• WHAT NEEDS TO BE DONE: Each line of the entries below that includes "notified" belongs in your answer.

• Records drawn from a dataset:
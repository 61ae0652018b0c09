//! TestFlight access requests
//!
//! A request is validated against the catalog, rendered into an email for
//! the operator and handed to a [`Mailer`]. Delivery problems never reach
//! the requester: a slow or failing mailer degrades to a logged fallback.

use std::sync::LazyLock;
use std::time::Duration;

use regex::Regex;
use serde::Serialize;
use tracing::{info, instrument, warn};

use stagehand_remote::{MailMessage, Mailer};

use crate::catalog::{AppEntry, AppsConfig, Settings};
use crate::error::{ConfigError, Result, WorkflowError};

static EMAIL_REGEX: LazyLock<Regex> = LazyLock::new(|| {
    Regex::new(r"^[^@\s]+@[^@\s]+\.[^@\s]+$").expect("Invalid regex")
});

const DEFAULT_SENDER_NAME: &str = "Stagehand";

/// A tester asking to join an app's TestFlight
#[derive(Debug, Clone, PartialEq, Eq, Serialize)]
pub struct TestFlightRequest {
    /// App id or name
    pub app: String,
    pub email: String,
    pub name: Option<String>,
    pub message: Option<String>,
}

impl TestFlightRequest {
    /// Check the request and return the app it targets
    pub fn validate<'a>(&self, catalog: &'a AppsConfig) -> Result<&'a AppEntry> {
        if !EMAIL_REGEX.is_match(self.email.trim()) {
            return Err(WorkflowError::ValidationFailed(format!(
                "'{}' is not a valid email address",
                self.email.trim()
            ))
            .into());
        }
        Ok(catalog.app(&self.app)?)
    }
}

/// Whether the operator was actually notified
#[derive(Debug, Clone, PartialEq, Eq, Serialize)]
#[serde(tag = "status", content = "reason", rename_all = "snake_case")]
pub enum NotifyOutcome {
    Sent,
    Fallback(String),
}

impl NotifyOutcome {
    /// Delivered through the mailer
    pub fn is_sent(&self) -> bool {
        matches!(self, Self::Sent)
    }
}

fn escape_html(text: &str) -> String {
    text.replace('&', "&amp;")
        .replace('<', "&lt;")
        .replace('>', "&gt;")
        .replace('"', "&quot;")
}

/// Build the operator email
pub fn render_notification(
    settings: &Settings,
    app: &AppEntry,
    request: &TestFlightRequest,
) -> Result<MailMessage> {
    let to = settings.email.trim();
    if to.is_empty() {
        return Err(ConfigError::MissingField("settings.email".to_string()).into());
    }

    let sender_email = settings
        .sender_email
        .as_deref()
        .map(str::trim)
        .filter(|s| !s.is_empty())
        .unwrap_or(to);
    let sender_name = settings
        .sender_name
        .as_deref()
        .map(str::trim)
        .filter(|s| !s.is_empty())
        .unwrap_or(DEFAULT_SENDER_NAME);

    let email = request.email.trim();
    let name = request
        .name
        .as_deref()
        .map(str::trim)
        .filter(|s| !s.is_empty())
        .unwrap_or("(not given)");
    let message = request
        .message
        .as_deref()
        .map(str::trim)
        .filter(|s| !s.is_empty())
        .unwrap_or("(none)");

    let subject = format!("TestFlight request: {} from {}", app.name, email);
    let text = format!(
        "New TestFlight access request\n\nApp: {} ({})\nEmail: {}\nName: {}\nMessage: {}\n",
        app.name, app.id, email, name, message
    );
    let html = format!(
        "<h2>New TestFlight access request</h2>\
         <table>\
         <tr><td>App</td><td>{} ({})</td></tr>\
         <tr><td>Email</td><td>{}</td></tr>\
         <tr><td>Name</td><td>{}</td></tr>\
         <tr><td>Message</td><td>{}</td></tr>\
         </table>",
        escape_html(&app.name),
        escape_html(&app.id),
        escape_html(email),
        escape_html(name),
        escape_html(message).replace('\n', "<br>")
    );

    Ok(MailMessage {
        from: format!("{} <{}>", sender_name, sender_email),
        to: to.to_string(),
        subject,
        html,
        text,
    })
}

/// Send the notification within `timeout`, falling back on any problem
#[instrument(skip_all, fields(mailer = mailer.name(), to = %message.to))]
pub async fn notify_operator(
    mailer: &dyn Mailer,
    message: &MailMessage,
    timeout: Duration,
) -> NotifyOutcome {
    match tokio::time::timeout(timeout, mailer.send(message)).await {
        Ok(Ok(())) => {
            info!(subject = %message.subject, "operator notified");
            NotifyOutcome::Sent
        }
        Ok(Err(e)) => {
            warn!(error = %e, subject = %message.subject, "notification failed, request logged only");
            NotifyOutcome::Fallback(e.to_string())
        }
        Err(_) => {
            warn!(
                timeout_ms = timeout.as_millis() as u64,
                subject = %message.subject,
                "notification timed out, request logged only"
            );
            NotifyOutcome::Fallback(format!("timed out after {:?}", timeout))
        }
    }
}

#[cfg(test)]
mod tests {
    use super::*;
    use crate::error::StagehandError;
    use stagehand_remote::{RemoteError, RepoRef};
    use std::sync::Mutex;

    enum Behavior {
        Accept,
        Reject,
        Hang,
    }

    struct FakeMailer {
        behavior: Behavior,
        sent: Mutex<Vec<MailMessage>>,
    }

    impl FakeMailer {
        fn new(behavior: Behavior) -> Self {
            Self {
                behavior,
                sent: Mutex::new(Vec::new()),
            }
        }
    }

    #[async_trait::async_trait]
    impl Mailer for FakeMailer {
        fn name(&self) -> &str {
            "fake"
        }

        async fn send(&self, message: &MailMessage) -> stagehand_remote::Result<()> {
            match self.behavior {
                Behavior::Accept => {
                    self.sent.lock().unwrap().push(message.clone());
                    Ok(())
                }
                Behavior::Reject => Err(RemoteError::ApiError {
                    status: 422,
                    message: "invalid sender".to_string(),
                }),
                Behavior::Hang => {
                    tokio::time::sleep(Duration::from_secs(3600)).await;
                    Ok(())
                }
            }
        }
    }

    fn catalog() -> AppsConfig {
        let mut catalog = AppsConfig {
            apps: vec![AppEntry::new("boochat", "BooChat", RepoRef::new("octo", "boochat"))],
            ..Default::default()
        };
        catalog.settings.email = "ops@example.com".to_string();
        catalog.settings.sender_email = Some("noreply@example.com".to_string());
        catalog
    }

    fn request() -> TestFlightRequest {
        TestFlightRequest {
            app: "BooChat".to_string(),
            email: "tester@example.org".to_string(),
            name: Some("Ada".to_string()),
            message: Some("<b>please</b>".to_string()),
        }
    }

    #[test]
    fn test_validate() {
        let catalog = catalog();
        assert_eq!(request().validate(&catalog).unwrap().id, "boochat");

        let mut bad = request();
        bad.email = "not-an-email".to_string();
        assert!(matches!(
            bad.validate(&catalog),
            Err(StagehandError::Workflow(WorkflowError::ValidationFailed(_)))
        ));

        let mut unknown = request();
        unknown.app = "nope".to_string();
        assert!(unknown.validate(&catalog).is_err());
    }

    #[test]
    fn test_render_notification() {
        let catalog = catalog();
        let message =
            render_notification(&catalog.settings, &catalog.apps[0], &request()).unwrap();
        assert_eq!(message.from, "Stagehand <noreply@example.com>");
        assert_eq!(message.to, "ops@example.com");
        assert!(message.subject.contains("BooChat"));
        assert!(message.text.contains("Name: Ada"));
        assert!(message.html.contains("&lt;b&gt;please&lt;/b&gt;"));
    }

    #[test]
    fn test_render_requires_operator_email() {
        let mut catalog = catalog();
        catalog.settings.email.clear();
        assert!(matches!(
            render_notification(&catalog.settings, &catalog.apps[0], &request()),
            Err(StagehandError::Config(ConfigError::MissingField(_)))
        ));
    }

    #[tokio::test]
    async fn test_notify_sent() {
        let catalog = catalog();
        let message =
            render_notification(&catalog.settings, &catalog.apps[0], &request()).unwrap();
        let mailer = FakeMailer::new(Behavior::Accept);

        let outcome = notify_operator(&mailer, &message, Duration::from_secs(1)).await;
        assert!(outcome.is_sent());
        assert_eq!(mailer.sent.lock().unwrap().len(), 1);
    }

    #[tokio::test]
    async fn test_notify_degrades_on_error() {
        let catalog = catalog();
        let message =
            render_notification(&catalog.settings, &catalog.apps[0], &request()).unwrap();
        let mailer = FakeMailer::new(Behavior::Reject);

        let outcome = notify_operator(&mailer, &message, Duration::from_secs(1)).await;
        assert!(matches!(outcome, NotifyOutcome::Fallback(reason) if reason.contains("422")));
    }

    #[tokio::test(start_paused = true)]
    async fn test_notify_degrades_on_timeout() {
        let catalog = catalog();
        let message =
            render_notification(&catalog.settings, &catalog.apps[0], &request()).unwrap();
        let mailer = FakeMailer::new(Behavior::Hang);

        let outcome = notify_operator(&mailer, &message, Duration::from_secs(10)).await;
        assert!(matches!(outcome, NotifyOutcome::Fallback(reason) if reason.contains("timed out")));
    }
}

• RESULT OF THE EXERCISE:
/// Whether the operator was actually notified
            info!(subject = %message.subject, "operator notified");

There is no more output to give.